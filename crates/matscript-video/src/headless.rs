//! A render system without a device.
//!
//! Everything it is asked to create is recorded in plain structs, which
//! makes it the render system of the command line tools and of tests.

use std::collections::HashSet;

use crate::color::Color;
use crate::layer::{LayerKind, TextureLayer};
use crate::material::MaterialStates;
use crate::render::{InputLayout, RenderSystem, TextureHandle};
use crate::texture::{TextureFilter, TextureFlags};
use crate::types::{
    Backend, BufferType, BuiltinVertexFormat, HardwareFormat, PixelFormat, ShaderType,
    ShaderVersion, TextureType,
};
use crate::vertex::VertexFormat;

/// One compiled stage of a [`HeadlessShaderClass`].
#[derive(Debug, Clone, PartialEq)]
pub struct HeadlessShaderStage {
    pub stage: ShaderType,
    pub version: ShaderVersion,
    pub source: Vec<String>,
    pub entry_point: String,
}

#[derive(Debug, Clone, PartialEq)]
pub struct HeadlessShaderClass {
    /// Copy of the vertex format the class was created with
    pub input_layout: Option<VertexFormat>,
    pub stages: Vec<HeadlessShaderStage>,
    pub compiled: bool,
}

/// Contents written by a fill call.
#[derive(Debug, Clone, Copy, PartialEq)]
pub enum TextureFill {
    Ubyte(Color),
    Float([f32; 4]),
}

#[derive(Debug, Clone, PartialEq)]
pub struct HeadlessTexture {
    /// File the texture was loaded from, `None` for created textures
    pub source: Option<String>,
    pub flags: TextureFlags,
    pub fill: Option<TextureFill>,
    pub render_target: bool,
    pub color_key: Option<Color>,
}

impl HeadlessTexture {
    fn new(source: Option<String>, flags: TextureFlags) -> Self {
        Self {
            source,
            flags,
            fill: None,
            render_target: false,
            color_key: None,
        }
    }
}

impl TextureHandle for HeadlessTexture {
    fn set_filter(&mut self, filter: &TextureFilter) {
        self.flags.filter = filter.clone();
    }
    fn set_format(&mut self, format: PixelFormat) {
        self.flags.format = format;
    }
    fn set_hardware_format(&mut self, format: HardwareFormat) {
        self.flags.hardware_format = format;
    }
    fn set_size(&mut self, width: i32, height: i32) {
        self.flags.width = width;
        self.flags.height = height;
    }
    fn set_type(&mut self, ty: TextureType, depth: i32) {
        self.flags.ty = ty;
        self.flags.depth = depth;
    }
    fn set_render_target(&mut self, enable: bool) {
        self.render_target = enable;
    }
    fn set_color_key(&mut self, key: Color) {
        self.color_key = Some(key);
    }
    fn buffer_type(&self) -> BufferType {
        self.flags.buffer_type
    }
    fn fill_ubyte(&mut self, color: Color) {
        self.fill = Some(TextureFill::Ubyte(color));
    }
    fn fill_float(&mut self, color: [f32; 4]) {
        self.fill = Some(TextureFill::Float(color));
    }
}

/// Render system that records instead of rendering.
///
/// `load_texture` succeeds for every path except those registered with
/// [`with_missing_texture`](Self::with_missing_texture); no image is decoded.
#[derive(Debug, Clone)]
pub struct HeadlessRenderSystem {
    backend: Backend,
    shaders_supported: bool,
    missing_textures: HashSet<String>,
    builtin_formats: [VertexFormat; 4],
    pub materials_created: usize,
    pub vertex_formats_created: usize,
    pub texture_layers_created: usize,
    /// Number of shader classes created so far
    pub shader_classes_created: usize,
    /// Number of successful `compile_shader_class` calls
    pub shader_classes_compiled: usize,
    /// Paths passed to `load_texture`, in call order
    pub texture_requests: Vec<String>,
}

impl HeadlessRenderSystem {
    pub fn new(backend: Backend) -> Self {
        Self {
            backend,
            shaders_supported: true,
            missing_textures: HashSet::new(),
            builtin_formats: [
                VertexFormat::builtin(BuiltinVertexFormat::Default),
                VertexFormat::builtin(BuiltinVertexFormat::Reduced),
                VertexFormat::builtin(BuiltinVertexFormat::Extended),
                VertexFormat::builtin(BuiltinVertexFormat::Full),
            ],
            materials_created: 0,
            vertex_formats_created: 0,
            texture_layers_created: 0,
            shader_classes_created: 0,
            shader_classes_compiled: 0,
            texture_requests: Vec::new(),
        }
    }

    /// Reports shaders as unsupported.
    pub fn without_shader_support(mut self) -> Self {
        self.shaders_supported = false;
        self
    }

    /// Makes `load_texture` fail for `path`.
    pub fn with_missing_texture(mut self, path: impl Into<String>) -> Self {
        self.missing_textures.insert(path.into());
        self
    }
}

impl Default for HeadlessRenderSystem {
    fn default() -> Self {
        Self::new(Backend::OpenGl)
    }
}

impl RenderSystem for HeadlessRenderSystem {
    type Material = MaterialStates;
    type Format = VertexFormat;
    type Layer = TextureLayer;
    type ShaderClass = HeadlessShaderClass;
    type Texture = HeadlessTexture;

    fn backend(&self) -> Backend {
        self.backend
    }

    fn supports_shaders(&self) -> bool {
        self.shaders_supported
    }

    fn create_material(&mut self) -> MaterialStates {
        self.materials_created += 1;
        MaterialStates::default()
    }

    fn create_vertex_format(&mut self) -> VertexFormat {
        self.vertex_formats_created += 1;
        VertexFormat::new()
    }

    fn builtin_vertex_format(&self, format: BuiltinVertexFormat) -> &VertexFormat {
        match format {
            BuiltinVertexFormat::Default => &self.builtin_formats[0],
            BuiltinVertexFormat::Reduced => &self.builtin_formats[1],
            BuiltinVertexFormat::Extended => &self.builtin_formats[2],
            BuiltinVertexFormat::Full => &self.builtin_formats[3],
        }
    }

    fn create_texture_layer(&mut self, kind: LayerKind) -> TextureLayer {
        self.texture_layers_created += 1;
        TextureLayer::new(kind)
    }

    fn create_shader_class(
        &mut self,
        input_layout: Option<InputLayout<'_, VertexFormat>>,
    ) -> HeadlessShaderClass {
        self.shader_classes_created += 1;
        let input_layout = input_layout.map(|layout| match layout {
            InputLayout::Builtin(format) => self.builtin_vertex_format(format).clone(),
            InputLayout::Declared(format) => format.clone(),
        });
        HeadlessShaderClass {
            input_layout,
            stages: Vec::new(),
            compiled: false,
        }
    }

    fn compile_shader_stage(
        &mut self,
        class: &mut HeadlessShaderClass,
        stage: ShaderType,
        version: ShaderVersion,
        source: &[String],
        entry_point: &str,
    ) -> bool {
        if source.is_empty() {
            return false;
        }
        class.stages.push(HeadlessShaderStage {
            stage,
            version,
            source: source.to_vec(),
            entry_point: entry_point.to_string(),
        });
        true
    }

    fn compile_shader_class(&mut self, class: &mut HeadlessShaderClass) -> bool {
        class.compiled = !class.stages.is_empty();
        if class.compiled {
            self.shader_classes_compiled += 1;
        }
        class.compiled
    }

    fn load_texture(&mut self, path: &str) -> Option<HeadlessTexture> {
        self.texture_requests.push(path.to_string());
        if self.missing_textures.contains(path) {
            return None;
        }
        let flags = TextureFlags {
            filename: path.to_string(),
            ..TextureFlags::default()
        };
        Some(HeadlessTexture::new(Some(path.to_string()), flags))
    }

    fn create_texture(&mut self, flags: &TextureFlags) -> HeadlessTexture {
        HeadlessTexture::new(None, flags.clone())
    }
}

····················

Aim of the task
Give the listing again, exactly as it was written.

Solved exercise
filename crates/matscript-video/src/headless.rs
//! A render system without a device.
//!
//! Everything it is asked to create is recorded in plain structs, which
//! makes it the render system of the command line tools and of tests.

use std::collections::HashSet;

use crate::color::Color;
use crate::layer::{LayerKind, TextureLayer};
use crate::material::MaterialStates;
use crate::render::{InputLayout, RenderSystem, TextureHandle};
use crate::texture::{TextureFilter, TextureFlags};
use crate::types::{
    Backend, BufferType, BuiltinVertexFormat, HardwareFormat, PixelFormat, ShaderType,
    ShaderVersion, TextureType,
};
use crate::vertex::VertexFormat;

/// One compiled stage of a [`HeadlessShaderClass`].
#[derive(Debug, Clone, PartialEq)]
pub struct HeadlessShaderStage {
    pub stage: ShaderType,
    pub version: ShaderVersion,
    pub source: Vec<String>,
    pub entry_point: String,
}

#[derive(Debug, Clone, PartialEq)]
pub struct HeadlessShaderClass {
    /// Copy of the vertex format the class was created with
    pub input_layout: Option<VertexFormat>,
    pub stages: Vec<HeadlessShaderStage>,
    pub compiled: bool,
}

/// Contents written by a fill call.
#[derive(Debug, Clone, Copy, PartialEq)]
pub enum TextureFill {
    Ubyte(Color),
    Float([f32; 4]),
}

#[derive(Debug, Clone, PartialEq)]
pub struct HeadlessTexture {
    /// File the texture was loaded from, `None` for created textures
    pub source: Option<String>,
    pub flags: TextureFlags,
    pub fill: Option<TextureFill>,
    pub render_target: bool,
    pub color_key: Option<Color>,
}

impl HeadlessTexture {
    fn new(source: Option<String>, flags: TextureFlags) -> Self {
        Self {
            source,
            flags,
            fill: None,
            render_target: false,
            color_key: None,
        }
    }
}

impl TextureHandle for HeadlessTexture {
    fn set_filter(&mut self, filter: &TextureFilter) {
        self.flags.filter = filter.clone();
    }
    fn set_format(&mut self, format: PixelFormat) {
        self.flags.format = format;
    }
    fn set_hardware_format(&mut self, format: HardwareFormat) {
        self.flags.hardware_format = format;
    }
    fn set_size(&mut self, width: i32, height: i32) {
        self.flags.width = width;
        self.flags.height = height;
    }
    fn set_type(&mut self, ty: TextureType, depth: i32) {
        self.flags.ty = ty;
        self.flags.depth = depth;
    }
    fn set_render_target(&mut self, enable: bool) {
        self.render_target = enable;
    }
    fn set_color_key(&mut self, key: Color) {
        self.color_key = Some(key);
    }
    fn buffer_type(&self) -> BufferType {
        self.flags.buffer_type
    }
    fn fill_ubyte(&mut self, color: Color) {
        self.fill = Some(TextureFill::Ubyte(color));
    }
    fn fill_float(&mut self, color: [f32; 4]) {
        self.fill = Some(TextureFill::Float(color));
    }
}

/// Render system that records instead of rendering.
///
/// `load_texture` succeeds for every path except those registered with
/// [`with_missing_texture`](Self::with_missing_texture); no image is decoded.
#[derive(Debug, Clone)]
pub struct HeadlessRenderSystem {
    backend: Backend,
    shaders_supported: bool,
    missing_textures: HashSet<String>,
    builtin_formats: [VertexFormat; 4],
    pub materials_created: usize,
    pub vertex_formats_created: usize,
    pub texture_layers_created: usize,
    /// Number of shader classes created so far
    pub shader_classes_created: usize,
    /// Number of successful `compile_shader_class` calls
    pub shader_classes_compiled: usize,
    /// Paths passed to `load_texture`, in call order
    pub texture_requests: Vec<String>,
}

impl HeadlessRenderSystem {
    pub fn new(backend: Backend) -> Self {
        Self {
            backend,
            shaders_supported: true,
            missing_textures: HashSet::new(),
            builtin_formats: [
                VertexFormat::builtin(BuiltinVertexFormat::Default),
                VertexFormat::builtin(BuiltinVertexFormat::Reduced),
                VertexFormat::builtin(BuiltinVertexFormat::Extended),
                VertexFormat::builtin(BuiltinVertexFormat::Full),
            ],
            materials_created: 0,
            vertex_formats_created: 0,
            texture_layers_created: 0,
            shader_classes_created: 0,
            shader_classes_compiled: 0,
            texture_requests: Vec::new(),
        }
    }

    /// Reports shaders as unsupported.
    pub fn without_shader_support(mut self) -> Self {
        self.shaders_supported = false;
        self
    }

    /// Makes `load_texture` fail for `path`.
    pub fn with_missing_texture(mut self, path: impl Into<String>) -> Self {
        self.missing_textures.insert(path.into());
        self
    }
}

impl Default for HeadlessRenderSystem {
    fn default() -> Self {
        Self::new(Backend::OpenGl)
    }
}

impl RenderSystem for HeadlessRenderSystem {
    type Material = MaterialStates;
    type Format = VertexFormat;
    type Layer = TextureLayer;
    type ShaderClass = HeadlessShaderClass;
    type Texture = HeadlessTexture;

    fn backend(&self) -> Backend {
        self.backend
    }

    fn supports_shaders(&self) -> bool {
        self.shaders_supported
    }

    fn create_material(&mut self) -> MaterialStates {
        self.materials_created += 1;
        MaterialStates::default()
    }

    fn create_vertex_format(&mut self) -> VertexFormat {
        self.vertex_formats_created += 1;
        VertexFormat::new()
    }

    fn builtin_vertex_format(&self, format: BuiltinVertexFormat) -> &VertexFormat {
        match format {
            BuiltinVertexFormat::Default => &self.builtin_formats[0],
            BuiltinVertexFormat::Reduced => &self.builtin_formats[1],
            BuiltinVertexFormat::Extended => &self.builtin_formats[2],
            BuiltinVertexFormat::Full => &self.builtin_formats[3],
        }
    }

    fn create_texture_layer(&mut self, kind: LayerKind) -> TextureLayer {
        self.texture_layers_created += 1;
        TextureLayer::new(kind)
    }

    fn create_shader_class(
        &mut self,
        input_layout: Option<InputLayout<'_, VertexFormat>>,
    ) -> HeadlessShaderClass {
        self.shader_classes_created += 1;
        let input_layout = input_layout.map(|layout| match layout {
            InputLayout::Builtin(format) => self.builtin_vertex_format(format).clone(),
            InputLayout::Declared(format) => format.clone(),
        });
        HeadlessShaderClass {
            input_layout,
            stages: Vec::new(),
            compiled: false,
        }
    }

    fn compile_shader_stage(
        &mut self,
        class: &mut HeadlessShaderClass,
        stage: ShaderType,
        version: ShaderVersion,
        source: &[String],
        entry_point: &str,
    ) -> bool {
        if source.is_empty() {
            return false;
        }
        class.stages.push(HeadlessShaderStage {
            stage,
            version,
            source: source.to_vec(),
            entry_point: entry_point.to_string(),
        });
        true
    }

    fn compile_shader_class(&mut self, class: &mut HeadlessShaderClass) -> bool {
        class.compiled = !class.stages.is_empty();
        if class.compiled {
            self.shader_classes_compiled += 1;
        }
        class.compiled
    }

    fn load_texture(&mut self, path: &str) -> Option<HeadlessTexture> {
        self.texture_requests.push(path.to_string());
        if self.missing_textures.contains(path) {
            return None;
        }
        let flags = TextureFlags {
            filename: path.to_string(),
            ..TextureFlags::default()
        };
        Some(HeadlessTexture::new(Some(path.to_string()), flags))
    }

    fn create_texture(&mut self, flags: &TextureFlags) -> HeadlessTexture {
        HeadlessTexture::new(None, flags.clone())
    }
}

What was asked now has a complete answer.